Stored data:
━━━

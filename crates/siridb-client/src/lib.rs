//! # siridb-client
//!
//! Async SiriDB connector.
//!
//! The connector speaks SiriDB's framed package protocol over TCP. It
//! authenticates, submits queries and inserts, and routes each response back
//! to the request that caused it by package id.
//!
//! ## Architecture
//!
//! ```text
//! Connection (handle, Clone)
//!     |  Command::Submit / Command::Close   (FIFO channel)
//!     v
//! driver task ── Transport ── TcpStream
//!     |   StreamBuffer reassembly, DispatchTable by pid
//!     v
//! completion funnel ── Request callback / Reply future
//! ```
//!
//! Every operation returns immediately. Each [`Request`] completes exactly
//! once: with a [`Response`] when its package id comes back, or with an
//! [`Error`] when encoding fails, the connection is not up, the call is
//! misuse, or the connection closes while it is outstanding.
//!
//! ## Example
//!
//! ```rust,ignore
//! use siridb_client::{Config, Connection, JsonCodec};
//!
//! #[tokio::main]
//! async fn main() -> Result<(), Box<dyn std::error::Error>> {
//!     let config = Config::from_connection_string(
//!         "host=localhost;port=9000;user=iris;password=siri;database=dbtest",
//!     )?;
//!     let connection = Connection::new(config);
//!
//!     let (request, reply) = connection.request_future();
//!     connection.connect(request, &JsonCodec);
//!     if !reply.await?.auth_outcome().is_authenticated() {
//!         return Err("authentication failed".into());
//!     }
//!
//!     let (request, reply) = connection.request_future();
//!     connection.query(request, &JsonCodec, "list series");
//!     println!("{}", reply.await?.decode(&JsonCodec)?);
//!
//!     connection.close(None);
//!     Ok(())
//! }
//! ```

#![warn(missing_docs)]
#![deny(unsafe_code)]

pub mod codec;
pub mod config;
pub mod connection;
pub mod dispatch;
mod driver;
pub mod error;
mod funnel;
pub mod hooks;
pub mod pending;
pub mod request;
pub mod state;

pub use codec::Codec;
#[cfg(feature = "json")]
pub use codec::JsonCodec;
pub use config::{Config, Credentials, DEFAULT_PORT};
pub use connection::Connection;
pub use dispatch::{DispatchTable, Resolution};
pub use driver::DEFAULT_CLOSE_REASON;
pub use error::{Error, Misuse, Result, Status, strerror};
pub use hooks::{ConnectionHooks, NoopHooks};
pub use pending::{PendingWrite, WriteState};
pub use request::{AuthOutcome, Callback, Reply, Request, RequestStatus, Response};
pub use state::SessionState;

// Re-export protocol vocabulary for convenience
pub use siridb_codec::Package;
pub use siridb_protocol::{RequestType, ResponseType, errproto};

/// Version of this connector.
#[must_use]
pub fn version() -> &'static str {
    env!("CARGO_PKG_VERSION")
}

━━━

- Action item:
Copy each line of the records containing the string "DispatchTable".

- Solution for this problem:
//!     |   StreamBuffer reassembly, DispatchTable by pid
pub use dispatch::{DispatchTable, Resolution};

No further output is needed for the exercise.